That but this Chief Minister is not there to aid and advise the
President who appointed him but the Lieutenant Governor. Hence, a very strange
and peculiar situation emerges where the Chief Minister is appointed by one
person while he is aiding and advising another person.
96.
That as if this is not enough, in the case of difference of
opinion between the Lieutenant Governor and his Ministers on any matter, the
Lieutenant Governor shall refer it to the President for decision and act
according to the decision given thereon by the President and pending such
decision it shall be competent for the Lieutenant Governor to take such action
as he deems necessary. This makes it a triangle between the President, the
Lieutenant Governor and the Council of Ministers, which goes directly against
the basic concept of Federalism
97.
That again this Council of Ministers shall be collectively
responsible to the Legislative Assembly, which introduces a new factor in
the entire complexity.
98.
That the seats in such Assembly shall be filled by members chosen
by direct election. Thus these Member of Legislative Assemblies (MLAs, for
short) are as much like the MLAs of any other State. The provisions of articles
324 to 327 and 329 shall also apply in this case as they apply, in relation to
a State. But when it comes to articles 326 and 329, here reference to
“appropriate Legislature” shall be deemed to be a reference to
Parliament. This is a complexity not found in any other Stare except that
in the UT of Delhi, which makes it a strange creature which is neither a State
nor a UT and is definitely against the basic concept of federalism.
99.
That again this Legislative Assembly shall have power
to make laws for the whole or any part of the National Capital
Territory with respect to any of the matters enumerated in the State
of List or in the Concurrent List except matters with respect to Entries 1,2,
and 18 of the State List and Entries 44, 65 and 66 of that List in so far as
they relate to the said Entries 1,2,and 18.
100.
That these entries are as follows- 1. Public
order (but not including the use of any naval, military or air force or any
other armed force of the Union or of any other force subject to the control of
the Union or of any contingent or unit thereof] in aid of the civil power). 2. Police
(including railway and village police) subject to the provisions of entry 2A of
List I.] 18. Land, that is to say, rights in or over land, land tenures including
the relation of landlord and tenant, and the collection of rents; transfer and
alienation of agricultural land; land improvement and agricultural loans;
colonization. 44. Treasure trove. 65. Jurisdiction and powers of all courts, except the Supreme Court,
with respect to any of the matters in this List.

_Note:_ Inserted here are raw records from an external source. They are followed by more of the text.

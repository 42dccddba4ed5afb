//! 领域模型错误定义
//!
//! 区分参数校验错误与投递错误，投递错误只影响单个接收者。

use thiserror::Error;

use crate::value_objects::UserId;

/// 领域模型错误类型
#[derive(Error, Debug, Clone, PartialEq)]
pub enum DomainError {
    /// 参数校验失败
    #[error("invalid argument {field}: {reason}")]
    InvalidArgument { field: String, reason: String },
}

impl DomainError {
    pub fn invalid_argument(field: impl Into<String>, reason: impl Into<String>) -> Self {
        Self::InvalidArgument {
            field: field.into(),
            reason: reason.into(),
        }
    }
}

/// 向单个连接写帧失败的原因
#[derive(Error, Debug, Clone, Copy, PartialEq, Eq)]
pub enum DeliveryError {
    /// 连接的写任务已经结束
    #[error("connection is closed")]
    Closed,
    /// 出站缓冲区已满，接收方消费过慢
    #[error("outbound buffer is full")]
    Backpressure,
}

/// 点对点发送的结果错误
///
/// 两种原因在线协议上会合并为同一个错误帧，这里仍然保留区分，便于日志排查。
#[derive(Error, Debug, Clone, PartialEq, Eq)]
pub enum DirectSendError {
    #[error("recipient {0} is not connected")]
    NotConnected(UserId),
    #[error("send failed: {0}")]
    Delivery(#[from] DeliveryError),
}
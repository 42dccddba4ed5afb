use axum::{
    http::StatusCode,
    response::{IntoResponse, Response},
    Json,
};
use serde::Serialize;

#[derive(Debug, Serialize)]
pub struct ErrorBody {
    pub code: &'static str,
    pub message: String,
}

#[derive(Debug)]
pub struct ApiError {
    status: StatusCode,
    body: ErrorBody,
}

impl ApiError {
    pub fn new(status: StatusCode, code: &'static str, message: impl Into<String>) -> Self {
        Self {
            status,
            body: ErrorBody {
                code,
                message: message.into(),
            },
        }
    }

    pub fn unauthorized(message: impl Into<String>) -> Self {
        Self::new(StatusCode::UNAUTHORIZED, "UNAUTHORIZED", message)
    }

    pub fn bad_request(message: impl Into<String>) -> Self {
        Self::new(StatusCode::BAD_REQUEST, "BAD_REQUEST", message)
    }

    pub fn status(&self) -> StatusCode {
        self.status
    }
}

impl IntoResponse for ApiError {
    fn into_response(self) -> Response {
        (self.status, Json(self.body)).into_response()
    }
}
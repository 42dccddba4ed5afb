//! 主应用程序入口
//!
//! 加载配置并启动 WebSocket 中继服务。

use config::AppConfig;
use tokio::net::TcpListener;
use tracing_subscriber::EnvFilter;
use web_api::{router, AppState};

#[tokio::main]
async fn main() -> anyhow::Result<()> {
    // 初始化日志，未设置 RUST_LOG 时默认 info
    tracing_subscriber::fmt()
        .with_env_filter(EnvFilter::try_from_default_env().unwrap_or_else(|_| EnvFilter::new("info")))
        .init();

    let config = AppConfig::load()?;
    if config.uses_development_secret() {
        tracing::warn!("正在使用开发环境 JWT 密钥，请通过 APP_JWT__SECRET 覆盖");
    }

    tracing::info!(
        reconnect_policy = ?config.relay.reconnect_policy,
        outbound_buffer = config.relay.outbound_buffer,
        prune_on_disconnect = config.relay.prune_subscriptions_on_disconnect,
        "中继配置已加载"
    );

    let state = AppState::from_config(&config);
    let app = router(state);

    let address = config.bind_address();
    let listener = TcpListener::bind(&address).await?;

    tracing::info!("中继服务器启动在 http://{}", address);
    axum::serve(listener, app)
        .with_graceful_shutdown(shutdown_signal())
        .await?;

    tracing::info!("中继服务器已停止");
    Ok(())
}

async fn shutdown_signal() {
    if let Err(err) = tokio::signal::ctrl_c().await {
        tracing::error!(error = %err, "无法监听退出信号");
        std::future::pending::<()>().await;
    }
    tracing::info!("收到退出信号，开始关闭");
}
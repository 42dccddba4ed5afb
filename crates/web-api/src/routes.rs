use application::{BroadcastReport, RelayStats};
use axum::{
    extract::{ws::WebSocketUpgrade, Path, Query, State},
    http::{HeaderMap, StatusCode},
    response::Response,
    routing::{get, post},
    Json, Router,
};
use domain::{CloseReason, Topic};
use serde::{Deserialize, Serialize};
use tower_http::trace::TraceLayer;

use crate::{
    error::ApiError,
    state::AppState,
    ws_connection::{refuse, RelayConnection},
};

pub fn router(state: AppState) -> Router {
    Router::new()
        .route("/health", get(health))
        .route("/ws", get(websocket_upgrade))
        .nest("/api/v1", api_routes())
        .layer(TraceLayer::new_for_http())
        .with_state(state)
}

fn api_routes() -> Router<AppState> {
    Router::new()
        .route("/ws", get(websocket_upgrade))
        .route("/stats", get(relay_stats))
        .route("/topics/{topic}/messages", post(publish_to_topic))
}

async fn health() -> StatusCode {
    StatusCode::OK
}

async fn relay_stats(State(state): State<AppState>) -> Json<RelayStats> {
    Json(state.relay.stats().await)
}

#[derive(Debug, Deserialize)]
struct PublishPayload {
    #[serde(default)]
    message: Option<String>,
}

#[derive(Debug, Serialize)]
struct PublishResponse {
    topic: Topic,
    #[serde(flatten)]
    report: BroadcastReport,
}

/// 服务端向主题推送消息，系统通知走这里
async fn publish_to_topic(
    State(state): State<AppState>,
    Path(topic): Path<String>,
    headers: HeaderMap,
    Json(payload): Json<PublishPayload>,
) -> Result<Json<PublishResponse>, ApiError> {
    let publisher = state.jwt_service.extract_user_from_headers(&headers)?;

    let topic = Topic::parse(topic).map_err(|_| ApiError::bad_request("topic is required"))?;
    let message = payload
        .message
        .filter(|message| !message.is_empty())
        .ok_or_else(|| ApiError::bad_request("message is required"))?;

    let report = state.relay.broadcast(&topic, &message).await;
    tracing::info!(
        user_id = %publisher,
        topic = %topic,
        delivered = report.delivered,
        skipped = report.skipped,
        failed = report.failed,
        "Published message via HTTP"
    );

    Ok(Json(PublishResponse { topic, report }))
}

#[derive(Debug, Default, Deserialize)]
struct WsQuery {
    token: Option<String>,
}

/// 握手前完成准入：凭证无效直接 401，缺少用户标识则升级后以关闭帧拒绝
async fn websocket_upgrade(
    State(state): State<AppState>,
    Query(query): Query<WsQuery>,
    headers: HeaderMap,
    ws: WebSocketUpgrade,
) -> Result<Response, ApiError> {
    let identity = state
        .jwt_service
        .resolve_identity(&headers, query.token.as_deref())?;

    Ok(ws.on_upgrade(move |socket| async move {
        match identity {
            Some(user_id) => RelayConnection::new(socket, state, user_id).run().await,
            None => {
                tracing::warn!("User ID is required");
                refuse(socket, CloseReason::user_id_required()).await;
            }
        }
    }))
}
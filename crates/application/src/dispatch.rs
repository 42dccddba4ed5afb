//! 入站帧分发
//!
//! 每个连接循环把读到的原始帧交给 [`Dispatcher`]：解码信封、执行对应的中继操作，
//! 再返回需要写回给发送者的应答帧。任何一帧出错都只产生错误帧，不会终止连接。

use std::sync::Arc;

use domain::{Command, Envelope, FrameError, ServerFrame, UserId};
use tracing::{debug, info, warn};

use crate::relay::Relay;

#[derive(Clone)]
pub struct Dispatcher {
    relay: Arc<Relay>,
}

impl Dispatcher {
    pub fn new(relay: Arc<Relay>) -> Self {
        Self { relay }
    }

    pub fn relay(&self) -> &Arc<Relay> {
        &self.relay
    }

    /// 处理一帧原始数据
    pub async fn dispatch(&self, sender: &UserId, raw: &[u8]) -> ServerFrame {
        debug!(user_id = %sender, bytes = raw.len(), "Received message from user");

        let command = match Envelope::decode(raw).and_then(Envelope::into_command) {
            Ok(command) => command,
            Err(err) => {
                debug!(user_id = %sender, error = %err, "Rejected client frame");
                return err.into();
            }
        };

        self.execute(sender, command).await
    }

    /// 执行已经通过校验的指令
    pub async fn execute(&self, sender: &UserId, command: Command) -> ServerFrame {
        match command {
            Command::Subscribe { topic } => {
                self.relay.subscribe(sender.clone(), topic.clone()).await;
                ServerFrame::subscribed(topic)
            }
            Command::Unsubscribe { topic } => {
                self.relay.unsubscribe(sender, &topic).await;
                ServerFrame::unsubscribed(topic)
            }
            Command::Publish { topic, message } => {
                let report = self.relay.broadcast(&topic, &message).await;
                info!(
                    user_id = %sender,
                    topic = %topic,
                    delivered = report.delivered,
                    failed = report.failed,
                    "Published message to topic"
                );
                ServerFrame::published(topic)
            }
            Command::Direct { to, message } => {
                match self.relay.send_direct(&to, &message).await {
                    Ok(()) => ServerFrame::message_sent(),
                    Err(err) => {
                        warn!(
                            user_id = %sender,
                            recipient = %to,
                            error = %err,
                            "Failed to send direct message"
                        );
                        FrameError::SendFailed.into()
                    }
                }
            }
        }
    }
}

66. Fees in respect of any of the matters in this List, but not including fees taken in any court
66. Fees in respect of any of the matters in this List, but not including fees taken in any court
101.
That it can be easily seen that some of
these entries, particularly entry No 1, 2 and 18 are such that if they are
taken away no government is able to function well. If a State/UT government does not have right over public order and
police, can it be expected to perform its assigned job in any manner? Is it not
against the basic concept of federalism? Does it not take away the cardinal principle
of federalism that there are definite and well-assigned devolution of power
taking into account all the functional requirements.
102.
That similarly if right over land and
land tenures are not assigned to the State legislature and the State executive,
or to the UT legislature or the UT executive, how can it be expected to function,
land being one of the most basic and primary units of functioning?
103.
That it can thus be seen that taking
away items like Police, public order and land and asking a Chief Minister and
his council to function is like telling a horse with all its legs tied to run
at the required speed.
104.
That it can also be easily seen that
any legislature that does not have the authority to frame rules on Police,
public order and land can never be in a position to formulate laws in its
required totality.
105.
That every other provision of Article 239AA are such that they
make it almost a State but a truncated and a partial one.
106.
That thus this Article talks of disagreement between the Union
legislature and the UT legislature concluding that if the legislature by the
Legislative Assembly has been reserved for the consideration of the President
and has received his assent such law shall prevail in National Capital Territory.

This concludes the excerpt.